Directions for this task
Every line holding the word "Just" should be copied from the material.

Data for processing
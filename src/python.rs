//! Normalization and block extraction for indentation-significant languages.

use tracing::warn;

use crate::lexer::{tokenize, Dialect, Token, TokenKind};
use crate::normalize::{append_token, next_line_len};

pub static PYTHON_DIALECT: Dialect = Dialect {
    line_comment: "#",
    block_comments: false,
    triple_quotes: true,
    directives: false,
    operators: &[
        "**=", "//=", ">>=", "<<=", "...", "->", ":=", "**", "//", "<<", ">>", "<=", ">=", "==",
        "!=", "+=", "-=", "*=", "/=", "%=", "&=", "|=", "^=", "@=",
    ],
    string_prefixes: &[
        "r", "u", "b", "f", "R", "U", "B", "F", "br", "rb", "fr", "rf", "Br", "bR", "BR", "Rb",
        "rB", "RB", "Fr", "fR", "FR", "Rf", "rF", "RF",
    ],
    raw_strings: false,
    digit_separators: false,
};

const INDENT: &str = "    ";

/// Top-level keywords that continue the preceding compound statement.
const CONTINUATION_KEYWORDS: &[&str] = &["else", "elif", "except", "finally"];

struct Emitter {
    lines: Vec<String>,
    current: String,
    level: usize,
    /// Indentation widths of the open levels, outermost first.
    widths: Vec<usize>,
    /// Bracket nesting; newlines inside brackets do not end the line.
    depth: usize,
    prev: Option<Token>,
}

impl Emitter {
    fn new() -> Self {
        Self {
            lines: Vec::new(),
            current: String::new(),
            level: 0,
            widths: vec![0],
            depth: 0,
            prev: None,
        }
    }

    /// Map a visual indentation width to a nesting level.
    fn indent_level(&mut self, width: usize) -> usize {
        while self.widths.len() > 1 && width < self.widths.last().copied().unwrap_or(0) {
            self.widths.pop();
        }
        if width > self.widths.last().copied().unwrap_or(0) {
            self.widths.push(width);
        }
        self.widths.len() - 1
    }

    fn flush(&mut self) {
        let line = self.current.trim_end();
        if !line.is_empty() {
            self.lines.push(format!("{}{}", INDENT.repeat(self.level), line));
        }
        self.current.clear();
        self.prev = None;
    }

    fn push(&mut self, token: Token) {
        if token.kind == TokenKind::Newline {
            if self.depth == 0 {
                self.flush();
            }
            return;
        }

        if self.current.is_empty() && self.depth == 0 {
            self.level = self.indent_level(token.col);
        }
        if token.kind == TokenKind::Punct {
            match token.text.as_str() {
                "(" | "[" | "{" => self.depth += 1,
                ")" | "]" | "}" => self.depth = self.depth.saturating_sub(1),
                _ => {}
            }
        }
        append_token(&mut self.current, self.prev.as_ref(), &token, &PYTHON_DIALECT);
        self.prev = Some(token);
    }
}

/// Normalize Python-like source text.
///
/// Comments, blank lines and bracket-internal line breaks disappear; every
/// logical line is re-indented to four spaces per nesting level.
pub fn normalize(text: &str) -> String {
    let mut emitter = Emitter::new();
    for token in tokenize(text, &PYTHON_DIALECT) {
        emitter.push(token);
    }
    emitter.flush();
    emitter.lines.join("\n")
}

/// Track whether a triple-quoted string is still open after `line`.
fn triple_state_after(line: &str, mut open: Option<&'static str>) -> Option<&'static str> {
    let bytes = line.as_bytes();
    let mut single: Option<u8> = None;
    let mut i = 0usize;

    while i < bytes.len() {
        let b = bytes[i];
        if let Some(delim) = open {
            if b == b'\\' {
                i += 2;
            } else if bytes[i..].starts_with(delim.as_bytes()) {
                open = None;
                i += 3;
            } else {
                i += 1;
            }
            continue;
        }
        if let Some(quote) = single {
            if b == b'\\' {
                i += 2;
                continue;
            }
            if b == quote {
                single = None;
            }
            i += 1;
            continue;
        }
        match b {
            b'"' | b'\'' => {
                let delim = if b == b'"' { "\"\"\"" } else { "'''" };
                if bytes[i..].starts_with(delim.as_bytes()) {
                    open = Some(delim);
                    i += 3;
                } else {
                    single = Some(b);
                    i += 1;
                }
            }
            b'#' => break,
            _ => i += 1,
        }
    }
    open
}

fn first_word(line: &str) -> &str {
    line.split(|c: char| !(c.is_alphanumeric() || c == '_'))
        .next()
        .unwrap_or("")
}

/// Split normalized Python-like text into top-level blocks.
///
/// Each non-indented logical line starts a block, except `else`/`elif`/
/// `except`/`finally` and the line following a decorator, which join the
/// current one.
pub fn extract_blocks(normalized: &str) -> Vec<String> {
    let mut blocks = Vec::new();
    let mut current = String::new();
    let mut open_string: Option<&'static str> = None;
    let mut after_decorator = false;
    let mut rest = normalized;

    while !rest.is_empty() {
        let consumed = next_line_len(rest);
        if consumed == 0 {
            warn!("block extraction made no progress, truncating");
            return blocks;
        }
        let line = rest[..consumed].trim_end_matches('\n');
        rest = &rest[consumed..];

        let inside_string = open_string.is_some();
        open_string = triple_state_after(line, open_string);

        if !inside_string {
            if line.trim().is_empty() {
                continue;
            }
            let top_level = !line.starts_with(char::is_whitespace);
            if top_level {
                let joins = after_decorator || CONTINUATION_KEYWORDS.contains(&first_word(line));
                if !joins {
                    flush_block(&mut blocks, &mut current);
                }
                after_decorator = line.starts_with('@');
            }
        }
        current.push_str(line);
        current.push('\n');
    }

    if open_string.is_some() {
        warn!("unterminated triple-quoted string, truncating block extraction");
        return blocks;
    }
    flush_block(&mut blocks, &mut current);
    blocks
}

fn flush_block(blocks: &mut Vec<String>, buffer: &mut String) {
    let block = buffer.trim();
    if !block.is_empty() {
        blocks.push(block.to_string());
    }
    buffer.clear();
}

#[cfg(test)]
mod tests {
    use super::*;

    const SAMPLE: &str = r#"import os   # needed


def area(w,
         h):
  """Return the area."""
  if w <= 0:
      return 0
  else:
      return w*h

class Shape:
    @property
    def sides(self):
        return {'a': 1,
                'b': 2}
@decorator
def run():
    pass

try:
    run()
except ValueError:
    pass
x = area(2, 3)  \
    + 1
"#;

    const EXPECTED: &str = r#"import os
def area(w, h):
    """Return the area."""
    if w <= 0:
        return 0
    else:
        return w * h
class Shape:
    @property
    def sides(self):
        return {'a': 1, 'b': 2}
@decorator
def run():
    pass
try:
    run()
except ValueError:
    pass
x = area(2, 3) + 1"#;

    #[test]
    fn test_normalize_layout() {
        assert_eq!(normalize(SAMPLE), EXPECTED);
    }

    #[test]
    fn test_normalize_is_idempotent() {
        let once = normalize(SAMPLE);
        assert_eq!(normalize(&once), once);
    }

    #[test]
    fn test_indentation_width_is_not_significant() {
        let two = "if a:\n  b = 1\n  if c:\n    d()\n";
        let tabs = "if a:\n\tb = 1\n\tif c:\n\t\td()\n";
        assert_eq!(normalize(two), normalize(tabs));
        assert_eq!(normalize(two), "if a:\n    b = 1\n    if c:\n        d()");
    }

    #[test]
    fn test_inconsistent_dedent_stays_nested() {
        let normalized = normalize("if a:\n        b()\n    c()\nd()\n");
        assert_eq!(normalized, "if a:\n    b()\n    c()\nd()");
    }

    #[test]
    fn test_extract_blocks() {
        let blocks = extract_blocks(EXPECTED);
        assert_eq!(blocks.len(), 6);
        assert_eq!(blocks[0], "import os");
        assert!(blocks[1].starts_with("def area(w, h):"));
        assert!(blocks[1].ends_with("        return w * h"));
        assert!(blocks[2].starts_with("class Shape:"));
        assert_eq!(blocks[3], "@decorator\ndef run():\n    pass");
        assert_eq!(blocks[4], "try:\n    run()\nexcept ValueError:\n    pass");
        assert_eq!(blocks[5], "x = area(2, 3) + 1");
    }

    #[test]
    fn test_string_content_never_starts_a_block() {
        let blocks = extract_blocks("doc = '''\ntext at column zero\n'''\nz = 1");
        assert_eq!(blocks, vec!["doc = '''\ntext at column zero\n'''", "z = 1"]);
    }

    #[test]
    fn test_unterminated_string_truncates() {
        let blocks = extract_blocks("x = 1\ny = '''open\nmore\n");
        assert_eq!(blocks, vec!["x = 1"]);
    }

    #[test]
    fn test_final_statement_is_kept() {
        let blocks = extract_blocks("a = 1\nb = 2");
        assert_eq!(blocks, vec!["a = 1", "b = 2"]);
    }
}
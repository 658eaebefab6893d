//! Functor type class - mapping over container values.
//!
//! A `Functor` lets a function transform the value inside a container
//! without changing the container's shape: a `Nothing` stays `Nothing`, a
//! `Left` stays `Left`, an `Invalid` keeps its errors.
//!
//! # Laws
//!
//! ## Identity Law
//!
//! ```text
//! fa.fmap(|x| x) == fa
//! ```
//!
//! ## Composition Law
//!
//! ```text
//! fa.fmap(f).fmap(g) == fa.fmap(|x| g(f(x)))
//! ```
//!
//! To map without consuming, borrow first: every container but `Reader` has an
//! `as_ref` that turns `&F<A>` into `F<&A>`.
//!
//! # Examples
//!
//! ```rust
//! use endofunk::data::Maybe;
//! use endofunk::typeclass::Functor;
//!
//! let just: Maybe<i32> = Maybe::Just(5);
//! assert_eq!(just.fmap(|n| n.to_string()), Maybe::Just("5".to_string()));
//!
//! let nothing: Maybe<i32> = Maybe::Nothing;
//! assert_eq!(nothing.fmap(|n| n.to_string()), Maybe::Nothing);
//! ```

use super::higher::TypeConstructor;

/// A type class for types that can have a function mapped over their contents.
///
/// # Examples
///
/// ```rust
/// use endofunk::data::Either;
/// use endofunk::typeclass::Functor;
///
/// let right: Either<String, i32> = Either::Right(20);
/// assert_eq!(right.fmap(|n| n + 1), Either::Right(21));
///
/// let left: Either<String, i32> = Either::Left("boom".to_string());
/// assert_eq!(left.fmap(|n| n + 1), Either::Left("boom".to_string()));
/// ```
pub trait Functor: TypeConstructor {
    /// Applies a function to the value inside the functor.
    ///
    /// # Arguments
    ///
    /// * `function` - A function that transforms the inner value
    ///
    /// # Examples
    ///
    /// ```rust
    /// use endofunk::data::Identity;
    /// use endofunk::typeclass::Functor;
    ///
    /// assert_eq!(Identity::new(5).fmap(|n| n * 2), Identity::new(10));
    /// ```
    fn fmap<B, F>(self, function: F) -> Self::WithType<B>
    where
        F: FnOnce(Self::Inner) -> B;

    /// Replaces the value inside the functor with a constant value.
    ///
    /// This is equivalent to `fmap(|_| value)`.
    #[inline]
    fn replace<B>(self, value: B) -> Self::WithType<B>
    where
        Self: Sized,
    {
        self.fmap(|_| value)
    }

    /// Discards the value inside the functor, replacing it with `()`.
    ///
    /// # Examples
    ///
    /// ```rust
    /// use endofunk::data::Outcome;
    /// use endofunk::typeclass::Functor;
    ///
    /// let done: Outcome<i32, String> = Outcome::Success(5);
    /// assert_eq!(done.void(), Outcome::Success(()));
    /// ```
    #[inline]
    fn void(self) -> Self::WithType<()>
    where
        Self: Sized,
    {
        self.replace(())
    }
}
//! # Signup Sample Application
//!
//! Account registration built from endofunk's containers.
//!
//! ## Overview
//!
//! A signup request arrives as JSON and passes through three stages:
//!
//! 1. Parsing, where a malformed document is an [`Outcome::Failure`](endofunk::data::Outcome).
//! 2. Field validation, where every broken field is reported at once via
//!    [`Validation`](endofunk::data::Validation).
//! 3. Policy lookup, where limits such as the minimum password length come
//!    from a [`Reader`](endofunk::data::Reader) environment instead of
//!    function arguments.
//!
//! ## Module Structure
//!
//! - `error`: Field and workflow error types
//! - `input`: The JSON request and its parser
//! - `policy`: Site-wide signup rules
//! - `workflow`: Field validators and the registration pipeline

#![forbid(unsafe_code)]

pub mod error;
pub mod input;
pub mod policy;
pub mod workflow;

pub use error::{FieldError, SignupError};
pub use input::SignupRequest;
pub use policy::Policy;
pub use workflow::{Account, register};
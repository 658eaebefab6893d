//! Integration tests for Validation.
//!
//! A registration form is checked field by field. Independent checks are
//! combined with the Applicative operations and must report every failed
//! field; dependent checks go through `flat_map` and stop early.

use endofunk::data::Validation;
use endofunk::typeclass::{Applicative, Bifunctor, Functor, Monad};
use rstest::rstest;

#[derive(Debug, Clone, PartialEq, Eq)]
enum FieldError {
    EmptyName,
    InvalidEmail(String),
    TooYoung(u32),
    PasswordTooShort(usize),
    PasswordMismatch,
}

#[derive(Debug, PartialEq, Eq)]
struct Registration {
    name: String,
    email: String,
    age: u32,
}

type Checked<T> = Validation<T, Vec<FieldError>>;

fn validate_name(name: &str) -> Checked<String> {
    Validation::ensure(name.trim().to_string(), |name| !name.is_empty(), FieldError::EmptyName)
}

fn validate_email(email: &str) -> Checked<String> {
    Validation::ensure(
        email.to_string(),
        |email| email.contains('@'),
        FieldError::InvalidEmail(email.to_string()),
    )
}

fn validate_age(age: u32) -> Checked<u32> {
    Validation::ensure(age, |age| *age >= 18, FieldError::TooYoung(age))
}

fn validate_password(password: &str) -> Checked<String> {
    Validation::ensure(
        password.to_string(),
        |password| password.len() >= 8,
        FieldError::PasswordTooShort(password.len()),
    )
}

fn confirm(password: String, confirmation: &str) -> Checked<String> {
    if password == confirmation {
        Validation::Valid(password)
    } else {
        Validation::fail(FieldError::PasswordMismatch)
    }
}

fn register(name: &str, email: &str, age: u32) -> Checked<Registration> {
    validate_name(name).map3(validate_email(email), validate_age(age), |name, email, age| {
        Registration { name, email, age }
    })
}

#[rstest]
fn valid_form_builds_the_registration() {
    assert_eq!(
        register(" Ada ", "ada@example.com", 36),
        Validation::Valid(Registration {
            name: "Ada".to_string(),
            email: "ada@example.com".to_string(),
            age: 36,
        })
    );
}

#[rstest]
#[case("", "ada@example.com", 36, vec![FieldError::EmptyName])]
#[case("Ada", "nope", 36, vec![FieldError::InvalidEmail("nope".to_string())])]
#[case("", "nope", 36, vec![FieldError::EmptyName, FieldError::InvalidEmail("nope".to_string())])]
#[case(
    "",
    "nope",
    12,
    vec![
        FieldError::EmptyName,
        FieldError::InvalidEmail("nope".to_string()),
        FieldError::TooYoung(12),
    ]
)]
fn invalid_form_reports_every_failed_field(
    #[case] name: &str,
    #[case] email: &str,
    #[case] age: u32,
    #[case] expected: Vec<FieldError>,
) {
    assert_eq!(register(name, email, age), Validation::Invalid(expected));
}

#[rstest]
fn dependent_check_stops_at_the_first_error() {
    let result = validate_password("short").flat_map(|password| confirm(password, "different"));
    assert_eq!(result, Validation::Invalid(vec![FieldError::PasswordTooShort(5)]));
}

#[rstest]
fn dependent_check_runs_after_a_valid_step() {
    let result =
        validate_password("long enough").flat_map(|password| confirm(password, "different"));
    assert_eq!(result, Validation::Invalid(vec![FieldError::PasswordMismatch]));
}

#[rstest]
fn independent_and_dependent_checks_mix() {
    let password = validate_password("short").flat_map(|password| confirm(password, "short"));
    let result = validate_name("").product(password);
    assert_eq!(
        result,
        Validation::Invalid(vec![FieldError::EmptyName, FieldError::PasswordTooShort(5)])
    );
}

#[rstest]
fn apply_accumulates_while_apply_fail_fast_does_not() {
    let build = |name: String| move |email: String| format!("{name} <{email}>");

    let accumulated = validate_name("").fmap(build).apply(validate_email("nope"));
    assert_eq!(
        accumulated,
        Validation::Invalid(vec![
            FieldError::EmptyName,
            FieldError::InvalidEmail("nope".to_string()),
        ])
    );

    let fail_fast = validate_name("").fmap(build).apply_fail_fast(validate_email("nope"));
    assert_eq!(fail_fast, Validation::Invalid(vec![FieldError::EmptyName]));
}

#[rstest]
fn collecting_checks_every_item() {
    let ages = [20, 5, 40, 17];
    let checked: Checked<Vec<u32>> = ages.iter().copied().map(validate_age).collect();
    assert_eq!(
        checked,
        Validation::Invalid(vec![FieldError::TooYoung(5), FieldError::TooYoung(17)])
    );
}

#[rstest]
fn errors_can_be_rendered_for_display() {
    let messages = register("", "nope", 12)
        .first(|errors: Vec<FieldError>| {
            errors.iter().map(|error| format!("{error:?}")).collect::<Vec<_>>()
        });
    assert_eq!(messages.invalid().map(|messages| messages.len()), Some(3));
}

#[rstest]
fn string_errors_use_concatenation() {
    let name: Validation<&str, String> = Validation::Invalid("name;".to_string());
    let age: Validation<u32, String> = Validation::Invalid("age;".to_string());
    assert_eq!(
        name.map2(age, |name, age| (name, age)),
        Validation::Invalid("name;age;".to_string())
    );
}

#[rstest]
fn unit_errors_only_track_failure() {
    let left: Validation<i32, ()> = Validation::Invalid(());
    let right: Validation<i32, ()> = Validation::Valid(1);
    assert_eq!(left.map2(right, |a, b| a + b), Validation::Invalid(()));
}
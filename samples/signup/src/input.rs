//! The signup request as it arrives over the wire.

use endofunk::data::Outcome;
use endofunk::typeclass::Bifunctor;
use serde::Deserialize;

use crate::error::SignupError;

/// Unvalidated signup fields.
#[derive(Clone, Debug, PartialEq, Eq, Deserialize)]
pub struct SignupRequest {
    pub username: String,
    pub email: String,
    pub password: String,
    pub age: i64,
}

/// Parses a JSON signup document.
///
/// # Examples
///
/// ```
/// use signup_sample::input::parse_request;
///
/// let body = r#"{"username":"ada","email":"ada@example.com","password":"analytical","age":36}"#;
/// let parsed = parse_request(body);
/// assert!(parsed.is_success());
/// assert!(parse_request("{").is_failure());
/// ```
pub fn parse_request(body: &str) -> Outcome<SignupRequest, SignupError> {
    Outcome::attempt(|| serde_json::from_str::<SignupRequest>(body))
        .first(|error: serde_json::Error| SignupError::Malformed(error.to_string()))
}

#[cfg(test)]
mod tests {
    use super::*;
    use rstest::rstest;

    #[rstest]
    fn parse_request_reads_every_field() {
        let body = r#"{"username":"grace","email":"g@navy.mil","password":"cobol1959","age":85}"#;
        let request = parse_request(body);

        assert_eq!(
            request,
            Outcome::Success(SignupRequest {
                username: "grace".to_string(),
                email: "g@navy.mil".to_string(),
                password: "cobol1959".to_string(),
                age: 85,
            })
        );
    }

    #[rstest]
    #[case("")]
    #[case("[]")]
    #[case(r#"{"username":"grace"}"#)]
    #[case(r#"{"username":"grace","email":"g","password":"p","age":"old"}"#)]
    fn parse_request_rejects_bad_documents(#[case] body: &str) {
        let parsed = parse_request(body);

        assert!(matches!(parsed, Outcome::Failure(SignupError::Malformed(_))));
    }
}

Problem solution
//! let just: Maybe<i32> = Maybe::Just(5);
//! assert_eq!(just.fmap(|n| n.to_string()), Maybe::Just("5".to_string()));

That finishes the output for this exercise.